→ Directions: Search the records for the string "failing". Copy each line where it occurs.

→ Provided entries:
▽
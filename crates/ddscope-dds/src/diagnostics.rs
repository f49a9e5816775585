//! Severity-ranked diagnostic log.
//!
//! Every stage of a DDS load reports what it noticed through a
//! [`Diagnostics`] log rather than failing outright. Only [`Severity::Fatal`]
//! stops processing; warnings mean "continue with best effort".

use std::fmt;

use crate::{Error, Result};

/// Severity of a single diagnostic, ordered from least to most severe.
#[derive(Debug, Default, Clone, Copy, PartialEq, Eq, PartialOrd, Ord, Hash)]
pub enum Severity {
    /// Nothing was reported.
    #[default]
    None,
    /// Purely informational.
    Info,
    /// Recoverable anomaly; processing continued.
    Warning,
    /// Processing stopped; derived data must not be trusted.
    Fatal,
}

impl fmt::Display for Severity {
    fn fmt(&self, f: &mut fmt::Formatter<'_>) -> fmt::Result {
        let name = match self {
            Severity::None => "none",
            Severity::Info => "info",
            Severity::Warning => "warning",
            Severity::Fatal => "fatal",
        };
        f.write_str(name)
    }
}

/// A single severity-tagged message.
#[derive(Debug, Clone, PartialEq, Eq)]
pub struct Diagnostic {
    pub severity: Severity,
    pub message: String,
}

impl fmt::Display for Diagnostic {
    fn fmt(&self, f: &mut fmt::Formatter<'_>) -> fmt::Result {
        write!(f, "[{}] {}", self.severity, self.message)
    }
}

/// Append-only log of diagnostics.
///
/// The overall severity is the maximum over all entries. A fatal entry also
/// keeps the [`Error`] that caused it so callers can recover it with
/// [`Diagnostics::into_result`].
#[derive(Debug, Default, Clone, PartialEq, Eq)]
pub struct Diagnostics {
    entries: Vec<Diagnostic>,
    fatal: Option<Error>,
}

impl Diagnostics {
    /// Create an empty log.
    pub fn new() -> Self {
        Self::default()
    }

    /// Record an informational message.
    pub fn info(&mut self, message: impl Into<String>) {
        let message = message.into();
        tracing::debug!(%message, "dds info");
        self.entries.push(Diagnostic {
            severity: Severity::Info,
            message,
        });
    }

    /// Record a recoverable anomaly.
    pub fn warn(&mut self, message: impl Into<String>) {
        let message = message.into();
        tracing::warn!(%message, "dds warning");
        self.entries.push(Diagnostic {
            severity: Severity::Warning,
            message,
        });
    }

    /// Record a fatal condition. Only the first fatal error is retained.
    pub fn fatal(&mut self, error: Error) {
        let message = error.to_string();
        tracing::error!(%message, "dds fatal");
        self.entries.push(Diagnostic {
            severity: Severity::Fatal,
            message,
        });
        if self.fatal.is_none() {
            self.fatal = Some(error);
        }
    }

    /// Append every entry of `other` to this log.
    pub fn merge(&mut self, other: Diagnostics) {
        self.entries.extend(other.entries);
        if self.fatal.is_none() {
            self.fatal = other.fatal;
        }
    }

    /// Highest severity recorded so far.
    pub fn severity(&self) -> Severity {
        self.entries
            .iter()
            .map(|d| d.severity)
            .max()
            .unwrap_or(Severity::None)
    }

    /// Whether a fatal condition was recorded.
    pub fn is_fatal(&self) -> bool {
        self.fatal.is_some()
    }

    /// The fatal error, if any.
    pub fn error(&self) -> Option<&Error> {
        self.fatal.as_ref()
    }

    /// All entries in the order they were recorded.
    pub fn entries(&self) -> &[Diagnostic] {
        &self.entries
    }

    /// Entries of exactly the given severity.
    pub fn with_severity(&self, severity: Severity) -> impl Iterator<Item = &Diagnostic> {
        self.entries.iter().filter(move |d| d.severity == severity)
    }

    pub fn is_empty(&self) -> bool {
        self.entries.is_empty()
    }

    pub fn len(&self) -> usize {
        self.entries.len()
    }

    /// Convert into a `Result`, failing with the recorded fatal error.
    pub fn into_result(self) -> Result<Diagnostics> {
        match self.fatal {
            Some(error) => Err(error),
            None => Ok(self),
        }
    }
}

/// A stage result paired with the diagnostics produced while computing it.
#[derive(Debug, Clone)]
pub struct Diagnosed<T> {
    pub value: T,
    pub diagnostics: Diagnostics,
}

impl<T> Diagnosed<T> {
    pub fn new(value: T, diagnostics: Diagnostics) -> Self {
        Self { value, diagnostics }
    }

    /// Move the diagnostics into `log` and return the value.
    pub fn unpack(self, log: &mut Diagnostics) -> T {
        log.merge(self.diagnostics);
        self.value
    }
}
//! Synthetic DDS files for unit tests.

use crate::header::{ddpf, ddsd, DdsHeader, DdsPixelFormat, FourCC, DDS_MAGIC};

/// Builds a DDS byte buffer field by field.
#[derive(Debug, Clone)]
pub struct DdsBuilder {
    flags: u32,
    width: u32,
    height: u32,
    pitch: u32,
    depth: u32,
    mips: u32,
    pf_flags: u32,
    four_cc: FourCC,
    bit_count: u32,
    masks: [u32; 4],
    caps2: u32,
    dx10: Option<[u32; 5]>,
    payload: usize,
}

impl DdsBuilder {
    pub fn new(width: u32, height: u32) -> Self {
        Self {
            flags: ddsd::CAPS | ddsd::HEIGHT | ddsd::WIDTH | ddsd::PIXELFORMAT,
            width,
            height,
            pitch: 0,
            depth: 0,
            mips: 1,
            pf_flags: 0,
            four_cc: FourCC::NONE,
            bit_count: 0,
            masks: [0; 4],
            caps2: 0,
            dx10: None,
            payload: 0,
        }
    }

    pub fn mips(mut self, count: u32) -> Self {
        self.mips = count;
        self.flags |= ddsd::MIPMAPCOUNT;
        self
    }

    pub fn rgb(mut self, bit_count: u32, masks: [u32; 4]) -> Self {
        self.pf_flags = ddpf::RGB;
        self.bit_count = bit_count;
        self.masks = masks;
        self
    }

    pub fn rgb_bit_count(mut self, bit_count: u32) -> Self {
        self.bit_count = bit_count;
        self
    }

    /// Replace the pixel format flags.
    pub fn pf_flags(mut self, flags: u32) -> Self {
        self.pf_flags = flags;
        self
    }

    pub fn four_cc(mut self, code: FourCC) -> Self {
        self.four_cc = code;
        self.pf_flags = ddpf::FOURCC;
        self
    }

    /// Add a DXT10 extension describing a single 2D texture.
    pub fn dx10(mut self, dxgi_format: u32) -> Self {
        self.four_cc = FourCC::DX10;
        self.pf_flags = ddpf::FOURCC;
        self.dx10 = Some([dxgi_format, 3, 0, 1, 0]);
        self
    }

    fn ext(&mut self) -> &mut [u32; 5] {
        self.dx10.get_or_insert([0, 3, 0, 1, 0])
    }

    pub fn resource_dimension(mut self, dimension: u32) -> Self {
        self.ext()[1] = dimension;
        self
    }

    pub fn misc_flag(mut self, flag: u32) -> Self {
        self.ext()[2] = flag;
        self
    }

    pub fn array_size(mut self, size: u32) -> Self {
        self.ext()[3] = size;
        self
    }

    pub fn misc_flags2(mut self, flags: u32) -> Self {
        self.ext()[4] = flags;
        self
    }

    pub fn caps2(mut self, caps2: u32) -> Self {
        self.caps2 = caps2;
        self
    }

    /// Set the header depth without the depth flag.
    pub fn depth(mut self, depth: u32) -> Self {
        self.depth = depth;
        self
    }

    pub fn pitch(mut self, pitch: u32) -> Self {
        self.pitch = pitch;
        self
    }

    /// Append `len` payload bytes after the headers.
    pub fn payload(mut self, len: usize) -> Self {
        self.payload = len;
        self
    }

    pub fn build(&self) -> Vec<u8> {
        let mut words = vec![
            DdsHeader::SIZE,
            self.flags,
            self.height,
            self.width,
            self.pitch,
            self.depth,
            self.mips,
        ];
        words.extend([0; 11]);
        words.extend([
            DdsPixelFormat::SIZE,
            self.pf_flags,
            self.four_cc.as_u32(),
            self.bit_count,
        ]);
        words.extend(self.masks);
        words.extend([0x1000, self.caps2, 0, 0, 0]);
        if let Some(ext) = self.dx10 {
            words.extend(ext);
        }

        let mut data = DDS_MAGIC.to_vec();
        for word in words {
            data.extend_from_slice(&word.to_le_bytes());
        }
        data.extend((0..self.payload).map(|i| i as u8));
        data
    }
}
△
→ Your response:
//! [`Diagnostics`] log rather than failing outright. Only [`Severity::Fatal`]
    /// Convert into a `Result`, failing with the recorded fatal error.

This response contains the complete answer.